Unternehmen wir in Gedanken einen Sprung ins 19. Jahrhundert, wo Möglichkeit und Wirklichkeit, griechisch dynamis und energeia, lateinisch potentia und actus, in der ökonomisch-philosophischen Lehre des Marxismus eine bedeutende Rolle spielen; in philosophiegeschichtlichen Darstellungen mag Marx* zwar fehlen oder als unbedeutende Randfigur der Geistesgeschichte erscheinen, doch hat er die Moderne so nachhaltig beeinflußt wie kaum ein anderer Denker. Insofern bewahrheitete sich, was er 1845 schrieb: „Die Philosophen haben die Welt nur verschieden interpreti[e]rt. Es kömmt d[a]rauf an, sie zu verändern.“** – Geld stellt für Marx pure Möglichkeit zur Verwirklichung in beliebigen Waren dar. Er unterscheidet das konkret in seiner „Leiblichkeit“ erscheinende Geld, das auch wieder eine Ware bildet, von dessen „ideell[er]…Funktion…als alleinige Wertgestalt (oder allein adäquates Dasein des Tauschwerts) allen (anderen) Waren (als bloßen Gebrauchswerten) gegenüber…“***

* Karl Marx; geb. 1818, gest. 1883

** Die elfte der „Thesen über Feuerbach“; veröffentlicht 1888 von Friedrich Engels (geb. 1820, gest. 1895) als Anhang zur revidierten Fassung von „Ludwig Feuerbach und der Ausgang der deutschen Philosophie (1886)“.
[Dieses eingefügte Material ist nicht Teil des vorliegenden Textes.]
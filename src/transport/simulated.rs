//! Fixed-latency stand-ins for a real backend

use async_trait::async_trait;
use chrono::Utc;
use std::time::Duration;
use tracing::debug;

use super::traits::{SessionTransport, SubmissionReceipt, SubmissionTransport};
use crate::application::LoanPayload;
use crate::session::{Credentials, RegistrationProfile, Role, User, UserId};
use crate::LibResult;

/// Identity handed out by the simulated session backend
pub const SIMULATED_USER_ID: &str = "1";

/// Display name of the account the simulated login resolves to
pub const SIMULATED_DISPLAY_NAME: &str = "John Doe";

/// Session backend that always succeeds after a fixed delay
#[derive(Debug, Clone)]
pub struct SimulatedSessionTransport {
    latency: Duration,
}

impl SimulatedSessionTransport {
    pub fn new(latency: Duration) -> Self {
        Self { latency }
    }

    pub fn latency(&self) -> Duration {
        self.latency
    }
}

#[async_trait]
impl SessionTransport for SimulatedSessionTransport {
    async fn authenticate(&self, credentials: &Credentials) -> LibResult<User> {
        tokio::time::sleep(self.latency).await;
        debug!(email = %credentials.email, "Simulated login accepted");
        Ok(User {
            id: UserId::from_string(SIMULATED_USER_ID),
            display_name: SIMULATED_DISPLAY_NAME.to_string(),
            email: credentials.email.clone(),
            phone: None,
            role: Role::User,
        })
    }

    async fn create_account(&self, profile: &RegistrationProfile) -> LibResult<UserId> {
        tokio::time::sleep(self.latency).await;
        debug!(email = %profile.email, "Simulated account created");
        Ok(UserId::from_string(SIMULATED_USER_ID))
    }
}

/// Submission backend that always accepts after a fixed delay
#[derive(Debug, Clone)]
pub struct SimulatedSubmissionTransport {
    latency: Duration,
}

impl SimulatedSubmissionTransport {
    pub fn new(latency: Duration) -> Self {
        Self { latency }
    }

    pub fn latency(&self) -> Duration {
        self.latency
    }
}

#[async_trait]
impl SubmissionTransport for SimulatedSubmissionTransport {
    async fn submit(&self, payload: &LoanPayload) -> LibResult<SubmissionReceipt> {
        tokio::time::sleep(self.latency).await;
        let receipt = SubmissionReceipt::at(Utc::now());
        debug!(id = %receipt.id, fields = payload.len(), "Simulated submission accepted");
        Ok(receipt)
    }
}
*** „Das Kapital I (4. Aufl. 1890)“, I. Abschnitt, 3. Kapitel, 3. Geld – kursiv und runde Klammern von mir, vO.

Da Marx das Geld an dieser Stelle gerade von seiner Funktion her und damit nicht als Ware begreift, wäre es klarer gewesen, wenn er das – von mir in runde Klammern gesetzte – „anderen“ etc. weggelassen hätte: Es geht hier um das Geld in seiner „ideell[en]…Funktion…als alleinige Wertgestalt allen Waren gegenüber…“ Das Geld stellt die vielfältige Möglichkeit dar, die sich in Waren beliebig verwirklichen kann: Geld als dynamis, Ware als energeia. Von daher betrachtet gewinnt die „Metamorphose der Waren“ nach Marx einen tieferen Sinn: „Der Austauschprozeß der Ware vollzieht sich also in zwei entgegengesetzten und einander ergänzenden Metamorphosen – Verwandlung der Ware in Geld und ihre Rückverwandlung aus Geld in Ware. … Der Austauschprozeß der Ware vollzieht sich also in folgendem Formwechsel: Ware – Geld – Ware. W – G – W.“* – Ob allerdings tatsächlich ein Kreislauf W – G – W existiert, scheint mir fraglich: Geld (als Tauschwert) und Ware stehen einander gegenüber, doch sie sind verschieden. Während das gestaltlose Geld dazu bestimmt ist, immer wieder in Waren eingetauscht zu werden, in ihnen sozusagen eine spezifische Form anzunehmen, sind die Waren letztlich zum Verbauch bestimmt und nicht dazu, fortwährend nur gegen Geld (oder andere Waren) eingetauscht zu werden. Insofern wäre eher von einem Modell G(W) – W bzw. W – G(W) auszugehen, das dadurch in beständiger Veränderung ist, daß W verbraucht wird und neuproduziertes W an seine Stelle tritt.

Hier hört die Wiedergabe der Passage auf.